I will break off now where normally

I’d say I trust you are well, and 

wish you all the best for the coming year.

   

 

Curlew

 

In Wales they used to fear my call

like the sight of a magpie

or the sound of an afternoon cock crow.

 

I can’t imagine why they call me gylfinir

there, for it sounds nothing like

the noise I make, cur-lee.

 

Now they dread the thought

of my demise, rejoice

at my return to the Yorkshire Dales.

 

Some think my name means running, 

which I never do at all. My beak

catches worms as chopsticks do noodles,

 

or a pair of tweezers pulls out

an unwanted hair, which when closed

it could be said to resemble.  Curved.

 

 

Language and Music

 

It’s no surprise that I recognise it 

whenever I hear it spoken

like I did that Boxing Day 

at M&S in Bath, though I hadn’t 

heard it for years, and couldn’t 

pick out a word - diolch, diawn,

and not at that time of day nostar.

 

My dad thought it was Polish

but I knew it to be Welsh,

for I used to listen to it spoken

every day in the shops, on the bus,

in Sospan Fach. But it’s a mystery to me

how just recently, whenever Monteverdi

comes on the radio unannounced

           

or I tune in half way through,

somehow I guess it is him 

and guess right as I learn

when the music ends

or from the text on the screen

or by saying to my phone

What’s this song? 

 

The only tune I know is Pur Ti Miro, 

perhaps not in fact written by him.

He’s on none of my CDs 

or old tapes. With other composers

I often guess wrong.

What does this reveal about me

except how long I've listened to Radio 3?




Peter J Donnelly lives in York where he works as a hospital secretary.  He has degrees in English Literature and Creative Writing from Lampeter University. 

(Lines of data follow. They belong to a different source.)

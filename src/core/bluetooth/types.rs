//! Defines shared data structures for the Bluetooth module.

use serde::{Deserialize, Serialize};

use crate::core::bluetooth::address::BleAddress;
use crate::core::bluetooth::constants::*;
use crate::core::bluetooth::error::BleError;

/// Configuration progress of one adapter. Variants are declared in the only
/// order they may be reached, so `<` means "earlier in the sequence".
#[derive(Debug, Clone, Copy, PartialEq, Eq, PartialOrd, Ord, Hash, Serialize, Deserialize)]
pub enum ConfigurationState {
    Closed,
    Opened,
    RadioEnabled,
    Addressed,
    Named,
    Ready,
}

impl ConfigurationState {
    /// The state a successful configuration step moves to, if any.
    pub fn next(self) -> Option<Self> {
        match self {
            Self::Closed => Some(Self::Opened),
            Self::Opened => Some(Self::RadioEnabled),
            Self::RadioEnabled => Some(Self::Addressed),
            Self::Addressed => Some(Self::Named),
            Self::Named => Some(Self::Ready),
            Self::Ready => None,
        }
    }
}

/// What a fully configured adapter is currently doing over the air.
#[derive(Debug, Clone, Copy, PartialEq, Eq, Default, Serialize, Deserialize)]
pub enum RoleAction {
    #[default]
    None,
    Advertising,
    Scanning,
}

/// Which side of a link an adapter plays.
#[derive(Debug, Clone, Copy, PartialEq, Eq, Hash, Serialize, Deserialize)]
#[serde(rename_all = "lowercase")]
pub enum Role {
    Central,
    Peripheral,
}

impl Role {
    /// Prefix used when logging this role's events.
    pub fn log_prefix(&self) -> &'static str {
        match self {
            Self::Central => "#CENTRAL",
            Self::Peripheral => "#PERIPH",
        }
    }
}

/// Per-link identifier assigned by the controller.
#[derive(Debug, Clone, Copy, PartialEq, Eq, Hash, PartialOrd, Ord, Serialize, Deserialize)]
pub struct ConnectionHandle(pub u16);

#[derive(Debug, Clone, Copy, PartialEq, Eq, Default, Serialize, Deserialize)]
#[serde(rename_all = "lowercase")]
pub enum Parity {
    #[default]
    None,
    Even,
    Odd,
}

#[derive(Debug, Clone, Copy, PartialEq, Eq, Default, Serialize, Deserialize)]
#[serde(rename_all = "lowercase")]
pub enum FlowControl {
    #[default]
    None,
    Hardware,
}

/// Serial settings handed to the transport on `open`.
#[derive(Debug, Clone, PartialEq, Serialize, Deserialize)]
pub struct TransportConfig {
    pub baud_rate: u32,
    #[serde(default)]
    pub parity: Parity,
    #[serde(default)]
    pub flow_control: FlowControl,
    /// Interval at which the controller batches events, 0 = immediately
    #[serde(default)]
    pub event_interval_ms: u32,
}

impl Default for TransportConfig {
    fn default() -> Self {
        Self {
            baud_rate: DEFAULT_BAUD_RATE,
            parity: Parity::None,
            flow_control: FlowControl::None,
            event_interval_ms: 0,
        }
    }
}

/// Radio stack options for `enable_radio_stack`.
#[derive(Debug, Clone, PartialEq, Serialize, Deserialize)]
pub struct EnableOptions {
    pub connection_count: u8,
    pub attribute_table_size: u32,
}

impl Default for EnableOptions {
    fn default() -> Self {
        Self {
            connection_count: 1,
            attribute_table_size: 0x580,
        }
    }
}

/// Parameters negotiated when the radio stack is enabled.
#[derive(Debug, Clone, Copy, PartialEq, Eq, Serialize, Deserialize)]
pub struct Capabilities {
    /// Firmware API generation
    pub api_version: u8,
    /// Lowest RAM address left for the application by the radio stack
    pub app_ram_base: u32,
}

impl Capabilities {
    pub fn supports_extended_payload(&self) -> bool {
        self.api_version >= EXTENDED_PAYLOAD_API_VERSION
    }
}

fn check_range(what: &str, value: f64, min: f64, max: f64) -> Result<(), BleError> {
    if !(min..=max).contains(&value) {
        return Err(BleError::InvalidParameter(format!(
            "{what} {value} outside {min}..={max}"
        )));
    }
    Ok(())
}

/// Advertising interval in milliseconds and timeout in seconds (0 = none).
#[derive(Debug, Clone, Copy, PartialEq, Serialize, Deserialize)]
pub struct AdvertisingParams {
    pub interval_ms: f64,
    pub timeout_secs: u16,
}

impl Default for AdvertisingParams {
    fn default() -> Self {
        Self {
            interval_ms: 100.0,
            timeout_secs: 100,
        }
    }
}

impl AdvertisingParams {
    pub fn validate(&self) -> Result<(), BleError> {
        check_range(
            "advertising interval",
            self.interval_ms,
            MIN_ADV_INTERVAL_MS,
            MAX_ADV_INTERVAL_MS,
        )?;
        if self.timeout_secs > MAX_ADV_TIMEOUT_SECS {
            return Err(BleError::InvalidParameter(format!(
                "advertising timeout {}s exceeds {}s",
                self.timeout_secs, MAX_ADV_TIMEOUT_SECS
            )));
        }
        Ok(())
    }
}

/// Scan parameters, also used to bound a connection attempt.
#[derive(Debug, Clone, Copy, PartialEq, Serialize, Deserialize)]
pub struct ScanParams {
    pub active: bool,
    pub interval_ms: f64,
    pub window_ms: f64,
    /// 0 = scan until stopped
    pub timeout_secs: u16,
}

impl Default for ScanParams {
    fn default() -> Self {
        Self {
            active: false,
            interval_ms: 100.0,
            window_ms: 50.0,
            timeout_secs: 20,
        }
    }
}

impl ScanParams {
    pub fn validate(&self) -> Result<(), BleError> {
        check_range(
            "scan interval",
            self.interval_ms,
            MIN_SCAN_INTERVAL_MS,
            MAX_SCAN_INTERVAL_MS,
        )?;
        check_range(
            "scan window",
            self.window_ms,
            MIN_SCAN_INTERVAL_MS,
            self.interval_ms,
        )
    }
}

/// Requested connection parameters.
#[derive(Debug, Clone, Copy, PartialEq, Serialize, Deserialize)]
pub struct ConnectionParams {
    pub min_conn_interval_ms: f64,
    pub max_conn_interval_ms: f64,
    pub slave_latency: u16,
    pub conn_sup_timeout_ms: u32,
}

impl Default for ConnectionParams {
    fn default() -> Self {
        Self {
            min_conn_interval_ms: 7.5,
            max_conn_interval_ms: 7.5,
            slave_latency: 0,
            conn_sup_timeout_ms: 4000,
        }
    }
}

impl ConnectionParams {
    pub fn validate(&self) -> Result<(), BleError> {
        check_range(
            "min connection interval",
            self.min_conn_interval_ms,
            MIN_CONN_INTERVAL_MS,
            MAX_CONN_INTERVAL_MS,
        )?;
        check_range(
            "max connection interval",
            self.max_conn_interval_ms,
            self.min_conn_interval_ms,
            MAX_CONN_INTERVAL_MS,
        )?;
        if self.slave_latency > MAX_SLAVE_LATENCY {
            return Err(BleError::InvalidParameter(format!(
                "slave latency {} exceeds {}",
                self.slave_latency, MAX_SLAVE_LATENCY
            )));
        }
        if !(MIN_SUP_TIMEOUT_MS..=MAX_SUP_TIMEOUT_MS).contains(&self.conn_sup_timeout_ms) {
            return Err(BleError::InvalidParameter(format!(
                "supervision timeout {}ms outside {}..={}",
                self.conn_sup_timeout_ms, MIN_SUP_TIMEOUT_MS, MAX_SUP_TIMEOUT_MS
            )));
        }
        // The link must survive a full latency window on both sides.
        let min_timeout =
            (1.0 + f64::from(self.slave_latency)) * self.max_conn_interval_ms * 2.0;
        if f64::from(self.conn_sup_timeout_ms) <= min_timeout {
            return Err(BleError::InvalidParameter(format!(
                "supervision timeout {}ms must exceed {min_timeout}ms",
                self.conn_sup_timeout_ms
            )));
        }
        Ok(())
    }
}

/// Why a link went down.
#[derive(Debug, Clone, Copy, PartialEq, Eq, Serialize, Deserialize)]
pub enum DisconnectReason {
    RemoteUserTerminated,
    LocalHostTerminated,
    SupervisionTimeout,
    ConnectionTimeout,
    AdapterClosed,
    Other(u8),
}

/// A snapshot of one adapter, as surfaced by `get_state` and `StatusChanged`.
#[derive(Debug, Clone, PartialEq, Serialize)]
pub struct AdapterStatus {
    pub instance_id: String,
    pub state: ConfigurationState,
    pub address: Option<BleAddress>,
    pub name: Option<String>,
    pub role_action: RoleAction,
    pub capabilities: Option<Capabilities>,
    pub connecting_to: Option<BleAddress>,
    pub connections: Vec<ConnectionHandle>,
    pub max_payload_size: Option<u16>,
}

He has been published in various magazines and anthologies including Atrium,  Fragmented Voices,  Obsessed with Pipework,  Black Nore Review,  High Window,  One Hand Clapping and Ink Sweat and Tears. 

He was a runner up in the Buzzwords open poetry competition and the Ripon Poetry Festival competition. 

His chapbook 'The Second of August' has recently been published by Alien Buddha Press.